BEGIN Records shown

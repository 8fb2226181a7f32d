//! `nextcloud`: Apache with PHP-FPM, MariaDB and memcached, then a
//! Nextcloud release installed through `occ`.

use anyhow::Result;

use crate::application::ports::{ConfigSupplier, RemoteSession};
use crate::application::services::runbook::Runbook;
use crate::domain::config::{DeployConfig, Overlay};
use crate::domain::edit::Replacement;
use crate::domain::playbook::PlaybookKind;
use crate::domain::shell::quote;
use crate::domain::step::{Action, Probe, Step};

pub const DEFAULT_PHP_VERSION: &str = "8.3";
pub const INSTALL_DIR: &str = "/var/www/nextcloud";
const OCC: &str = "sudo -u www-data php /var/www/nextcloud/occ";

const PHP_MODULES: &[&str] = &[
    "cli", "common", "curl", "gd", "mbstring", "xml", "zip", "intl", "gmp", "bcmath", "mysql",
    "imagick", "memcached", "apcu",
];

/// Run one phase of the nextcloud playbook.
///
/// # Errors
///
/// Returns the first failing command or step.
pub async fn run_phase<S: RemoteSession>(rb: &mut Runbook<'_, S>, phase: &str) -> Result<()> {
    let php = php_version(rb.config())?;
    match phase {
        "packages" => packages(rb, &php).await,
        "webserver" => webserver(rb, &php).await,
        "database" => database(rb).await,
        "download" => download(rb, &php).await,
        "configure" => configure(rb).await,
        other => Err(super::unknown_phase(PlaybookKind::Nextcloud, other)),
    }
}

fn php_version(config: &DeployConfig) -> Result<String> {
    config.get_or("php_version", DEFAULT_PHP_VERSION)
}

/// `apt install` line for PHP-FPM and the modules Nextcloud needs.
#[must_use]
pub fn php_packages(php: &str) -> String {
    let mut line = format!("apt install --assume-yes php{php}-fpm");
    for module in PHP_MODULES {
        line.push_str(&format!(" php{php}-{module}"));
    }
    line
}

async fn packages<S: RemoteSession>(rb: &mut Runbook<'_, S>, php: &str) -> Result<()> {
    rb.run_all(&[
        "apt install --assume-yes curl wget gnupg2 lsb-release ca-certificates",
        "apt install --assume-yes apache2",
        "apt install --assume-yes imagemagick memcached libmemcached-tools mariadb-server unzip smbclient",
    ])
    .await?;
    rb.run(&php_packages(php)).await?;
    Ok(())
}

/// PHP-FPM pool sizing and environment for Nextcloud.
#[must_use]
pub fn pool_replacements() -> Vec<Replacement> {
    [
        ("max_children = 5", "max_children = 80"),
        ("start_servers = 2", "start_servers = 20"),
        ("min_spare_servers = 1", "min_spare_servers = 20"),
        ("max_spare_servers = 3", "max_spare_servers = 60"),
        (";env[HOSTNAME] = $HOSTNAME", "env[HOSTNAME] = $HOSTNAME"),
        (
            ";env[PATH] = /usr/local/bin:/usr/bin:/bin",
            "env[PATH] = /usr/local/bin:/usr/bin:/bin",
        ),
        (";env[TMP] = /tmp", "env[TMP] = /tmp"),
        (";env[TMPDIR] = /tmp", "env[TMPDIR] = /tmp"),
        (";env[TEMP] = /tmp", "env[TEMP] = /tmp"),
    ]
    .into_iter()
    .map(|(old, new)| Replacement::new(old, new))
    .collect()
}

/// `php.ini` limits and opcache tuning. The JIT lines have no commented
/// template, so they are inserted before the `[curl]` section header.
#[must_use]
pub fn php_ini_replacements() -> Vec<Replacement> {
    let mut replacements: Vec<Replacement> = [
        ("memory_limit = 128M", "memory_limit = 1024M"),
        ("post_max_size = 8M", "post_max_size = 512M"),
        ("upload_max_filesize = 2M", "upload_max_filesize = 1024M"),
        (";opcache.enable=1", "opcache.enable=1"),
        (";opcache.memory_consumption=128", "opcache.memory_consumption=1024"),
        (
            ";opcache.interned_strings_buffer=8",
            "opcache.interned_strings_buffer=64",
        ),
        (
            ";opcache.max_accelerated_files=10000",
            "opcache.max_accelerated_files=150000",
        ),
        (
            ";opcache.max_wasted_percentage=5",
            "opcache.max_wasted_percentage=15",
        ),
        (";opcache.revalidate_freq=2", "opcache.revalidate_freq=60"),
        (";opcache.save_comments=1", "opcache.save_comments=1"),
    ]
    .into_iter()
    .map(|(old, new)| Replacement::new(old, new))
    .collect();
    replacements.push(Replacement::new(
        ";opcache.lockfile_path=/tmp\n\n[curl]\n",
        ";opcache.lockfile_path=/tmp\n\nopcache.jit=1255\nopcache.jit_buffer_size=256M\n\n[curl]\n",
    ));
    replacements
}

async fn webserver<S: RemoteSession>(rb: &mut Runbook<'_, S>, php: &str) -> Result<()> {
    rb.run(&format!("a2enconf php{php}-fpm")).await?;
    let vars = Overlay::new(rb.config()).with("php_version", php);
    rb.push_template(
        "nextcloud/vhost.conf",
        "/etc/apache2/sites-available/nextcloud.conf",
        &vars,
    )
    .await?;
    rb.run_all(&[
        "sudo a2enmod headers rewrite mpm_event http2 mime proxy proxy_fcgi setenvif alias dir env ssl proxy_http proxy_wstunnel",
        "sudo a2dismod mpm_prefork",
        "sudo a2ensite nextcloud.conf",
    ])
    .await?;

    let memory = rb.config().get("memcached_memory")?;
    rb.edit_file(
        "/etc/memcached.conf",
        &[Replacement::new("-m 64", format!("-m {memory}"))],
    )
    .await?;
    rb.edit_file(
        &format!("/etc/php/{php}/fpm/pool.d/www.conf"),
        &pool_replacements(),
    )
    .await?;
    rb.edit_file(
        &format!("/etc/php/{php}/fpm/php.ini"),
        &php_ini_replacements(),
    )
    .await?;
    Ok(())
}

fn mysql(statement: &str) -> String {
    format!("mysql --execute {}", quote(statement))
}

async fn database<S: RemoteSession>(rb: &mut Runbook<'_, S>) -> Result<()> {
    let user = rb.config().get("sql_user")?;
    let password = rb.config().get("sql_password")?;
    rb.require(&Step::new(
        format!("database user {user}"),
        Probe::stdout_contains(
            mysql(&format!(
                "SELECT CONCAT('user:', User) FROM mysql.user WHERE User = '{user}' AND Host = 'localhost';"
            )),
            format!("user:{user}"),
        ),
        Action::command(mysql(&format!(
            "CREATE USER '{user}'@'localhost' IDENTIFIED BY '{password}';"
        ))),
    ))
    .await?;
    rb.run(&mysql(
        "CREATE DATABASE IF NOT EXISTS nextcloud CHARACTER SET utf8mb4 COLLATE utf8mb4_general_ci;",
    ))
    .await?;
    rb.run(&mysql(&format!(
        "GRANT ALL PRIVILEGES ON nextcloud.* TO '{user}'@'localhost';"
    )))
    .await?;
    rb.run(&mysql("FLUSH PRIVILEGES;")).await?;
    Ok(())
}

async fn download<S: RemoteSession>(rb: &mut Runbook<'_, S>, php: &str) -> Result<()> {
    let url = rb.config().get("nc_release_file_url")?;
    rb.chdir(Some("/var/www"));
    let fetched = rb
        .require(&Step::new(
            "nextcloud release",
            Probe::exit_code(format!("test -d {INSTALL_DIR}")),
            Action::Commands(vec![
                format!("wget -q -O nextcloud.tar.bz2 {}", quote(&url)),
                "tar xjf nextcloud.tar.bz2".to_string(),
            ]),
        ))
        .await;
    rb.chdir(None);
    fetched?;

    rb.run_all(&[
        "chown -R www-data:www-data /var/www/nextcloud",
        // a2dissite exits 0 when the site is already disabled
        "a2dissite 000-default.conf",
        "a2ensite nextcloud.conf",
        "systemctl restart apache2",
        "systemctl restart memcached",
    ])
    .await?;
    rb.run(&format!("systemctl restart php{php}-fpm")).await?;
    Ok(())
}

/// `occ maintenance:install` with every argument shell-quoted.
///
/// # Errors
///
/// Returns [`crate::domain::ConfigError::MissingKey`] for absent keys.
pub fn install_command(config: &impl ConfigSupplier) -> Result<String> {
    Ok(format!(
        "{OCC} maintenance:install --database mysql --database-name nextcloud \
         --database-user {} --database-pass {} --admin-user {} --admin-pass {} \
         --data-dir {INSTALL_DIR}/data",
        quote(&config.get("sql_user")?),
        quote(&config.get("sql_password")?),
        quote(&config.get("nc_admin_user")?),
        quote(&config.get("nc_admin_pw")?),
    ))
}

async fn configure<S: RemoteSession>(rb: &mut Runbook<'_, S>) -> Result<()> {
    let install = install_command(rb.config())?;
    rb.require(&Step::new(
        "nextcloud installation",
        Probe::stdout_contains(format!("{OCC} status"), "installed: true"),
        Action::command(install),
    ))
    .await?;

    let server_name = rb.config().get("server_name")?;
    let settings = [
        ("trusted_domains 1", server_name.clone()),
        // used in generated links, e.g. in notification emails
        ("overwrite.cli.url", format!("https://{server_name}")),
        ("memcache.local", r"\OC\Memcache\APCu".to_string()),
        ("memcache.distributed", r"\OC\Memcache\Memcached".to_string()),
        ("memcache.locking", r"\OC\Memcache\Memcached".to_string()),
    ];
    for (name, value) in settings {
        rb.run(&format!(
            "{OCC} config:system:set {name} --value={}",
            quote(&value)
        ))
        .await?;
    }
    Ok(())
}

END Records shown

■ **Work task**
For the records above, tally the lines holding the word "Action". Answer with the number only.

■ **Result of this task**
4